Why are teens’ brains wired
this way? Scientists believe that as humans emerged from primate ancestors millions
of years ago, there was an evolutionary payoff for adolescents to venture
outside their natal group for mates. “The reward for taking chances in
dangerous terrain was sex followed by reproduction,” explains Kolbert, “while
the cost of sensibly staying at home was genetic oblivion.” Teen brains are
still wired the same way, but “Many recent innovations – cars, Ecstasy,
iPhones, S.U.V.s, thirty racks, semi-automatic weapons – exacerbate the
mismatch between teen-agers’ brains and their environment. Adolescents today
face temptations that teens of earlier eras… couldn’t have dreamed of. In a
sense, they live in a world in which all the water bottles are spiked. And so,
as Jensen and Steinberg observe, they run into trouble time and time again.”

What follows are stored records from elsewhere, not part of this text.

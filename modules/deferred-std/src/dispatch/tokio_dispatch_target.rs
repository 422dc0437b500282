use deferred_core_rs::{DispatchJob, DispatchTarget, DispatchTargetShared};
use tokio::runtime::Handle;

use super::DispatchPoolError;

/// Dispatch target that runs each continuation on the blocking pool of a tokio runtime.
///
/// Continuations may block (for instance on another future's value), so they are never placed
/// on the async worker threads.
#[derive(Clone, Debug)]
pub struct TokioDispatchTarget {
  handle: Handle,
}

impl TokioDispatchTarget {
  /// Creates a target bound to the runtime behind `handle`.
  #[must_use]
  pub const fn new(handle: Handle) -> Self {
    Self { handle }
  }

  /// Creates a target bound to the runtime running on the calling thread.
  ///
  /// # Errors
  ///
  /// Returns [`DispatchPoolError::NoAmbientRuntime`] when called outside a tokio runtime.
  pub fn current() -> Result<Self, DispatchPoolError> {
    Handle::try_current().map(Self::new).map_err(|_| DispatchPoolError::NoAmbientRuntime)
  }

  /// Runtime handle jobs are spawned on.
  #[must_use]
  pub const fn handle(&self) -> &Handle {
    &self.handle
  }

  /// Wraps this target into a shared handle usable in a `DeferredConfig`.
  #[must_use]
  pub fn into_shared(self) -> DispatchTargetShared {
    DispatchTargetShared::new(self)
  }
}

impl DispatchTarget for TokioDispatchTarget {
  fn dispatch(&self, job: DispatchJob) {
    drop(self.handle.spawn_blocking(job));
  }
}
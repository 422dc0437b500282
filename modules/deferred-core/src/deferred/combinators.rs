
use super::Deferred;
use crate::{dispatch::DispatchTargetShared, sync::ReadWriteLock};

impl<T, L> Deferred<T, L>
where
  T: Clone + Send + Sync + 'static,
  L: ReadWriteLock,
{
  /// Transforms the value on the default target. See [`map_on`](Self::map_on).
  #[must_use]
  pub fn map<U, F>(&self, f: F) -> Deferred<U, L>
  where
    U: Clone + Send + Sync + 'static,
    F: FnOnce(T) -> U + Send + 'static, {
    self.map_on(self.default_target().clone(), f)
  }

  /// Returns a future fulfilled with `f(value)` once this one is fulfilled.
  ///
  /// `f` runs on `target`. The returned future shares this future's configuration.
  #[must_use]
  pub fn map_on<U, F>(&self, target: DispatchTargetShared, f: F) -> Deferred<U, L>
  where
    U: Clone + Send + Sync + 'static,
    F: FnOnce(T) -> U + Send + 'static, {
    let mapped = Deferred::new_with_config(self.config().clone());
    let output = mapped.clone();
    self.upon_on(target, move |value| output.fulfill(f(value)));
    mapped
  }

  /// Chains a dependent computation on the default target. See [`bind_on`](Self::bind_on).
  #[must_use]
  pub fn bind<U, F>(&self, f: F) -> Deferred<U, L>
  where
    U: Clone + Send + Sync + 'static,
    F: FnOnce(T) -> Deferred<U, L> + Send + 'static, {
    self.bind_on(self.default_target().clone(), f)
  }

  /// Returns a future that settles with the value of the future produced by `f`.
  ///
  /// Once this future is fulfilled, `f` runs on `target` and the value of the future it returns
  /// is forwarded, again through `target`, to the returned future. No thread blocks in between.
  #[must_use]
  pub fn bind_on<U, F>(&self, target: DispatchTargetShared, f: F) -> Deferred<U, L>
  where
    U: Clone + Send + Sync + 'static,
    F: FnOnce(T) -> Deferred<U, L> + Send + 'static, {
    let bound = Deferred::new_with_config(self.config().clone());
    let output = bound.clone();
    let forward_target = target.clone();
    self.upon_on(target, move |value| {
      f(value).upon_on(forward_target, move |forwarded| output.fulfill(forwarded));
    });
    bound
  }

  /// Pairs this future with `other`; the result is available once both are fulfilled.
  #[must_use]
  pub fn both<U>(&self, other: &Deferred<U, L>) -> Deferred<(T, U), L>
  where
    U: Clone + Send + Sync + 'static, {
    let other = other.clone();
    self.bind(move |first| other.map(move |second| (first, second)))
  }
}
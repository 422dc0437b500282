use alloc::{boxed::Box, vec::Vec};

use crate::dispatch::DispatchTargetShared;

pub(crate) type UponFn<T> = Box<dyn FnOnce(T) + Send + 'static>;

/// A continuation together with the target it runs on.
pub(crate) struct UponBlock<T> {
  target: DispatchTargetShared,
  block:  UponFn<T>,
}

impl<T: Send + 'static> UponBlock<T> {
  pub(crate) fn new(target: DispatchTargetShared, block: UponFn<T>) -> Self {
    Self { target, block }
  }

  pub(crate) fn dispatch(self, value: T) {
    let block = self.block;
    self.target.execute(move || block(value));
  }
}

/// Continuations waiting for a value, in registration order.
///
/// Only reachable through `&mut self`, so sharing `&PendingUponBlocks` between readers never
/// touches the (non-`Sync`) closures.
pub(crate) struct PendingUponBlocks<T> {
  blocks: Vec<UponBlock<T>>,
}

// SAFETY: there is no `&self` API; every access goes through `&mut self`.
unsafe impl<T> Sync for PendingUponBlocks<T> {}

impl<T> PendingUponBlocks<T> {
  pub(crate) const fn new() -> Self {
    Self { blocks: Vec::new() }
  }

  pub(crate) fn push(&mut self, block: UponBlock<T>) {
    self.blocks.push(block);
  }

  pub(crate) fn take(&mut self) -> Vec<UponBlock<T>> {
    core::mem::take(&mut self.blocks)
  }
}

Kolbert’s twin 16-year-olds
spent part of their summer taking 30 hours of required driver’s ed classes.
This “completely misses the point,” she says. “Sixteen-year-olds are dangerous
drivers. Their rate of fatal crashes per mile is three times as high as the
rate for drivers age twenty and over, and nearly twice as high as the rate for
drivers eighteen and nineteen. Sixteen-year-olds will still be a hazard after
listening (or, more likely, not listening) to thirty hours’ worth of cautionary
tales. They actually do understand that driving is dangerous; the problem is
that they’re having too much fun to care. The only way to bring down their
accident rate is to prevent them from getting behind the wheel.” She and
Steinberg agree that the age for getting a license should be eighteen. The same
logic applies to educational programs to prevent smoking, doing drugs, and
problem drinking. The billions of dollars spent on these efforts make very
little difference, says Kolbert. It would be better to spend the money on
sports and arts programs to keep kids busy and under adult supervision.
Thinking about her boys,
Kolbert concludes, “Yes, adolescents in the twenty-first century pose a great
risk to others and, statistically speaking, an even greater risk to themselves.
But this is largely because other terrifying risks – scarlet fever, diphtheria,
starvation, smallpox, plague – have receded. Adolescence evolved over a vast
expanse of time when survival at any age was a crapshoot. If the hazards are
new, so, too, is the safety. Which is why I will keep telling my kids scary
stories and why they will continue to ignore them.”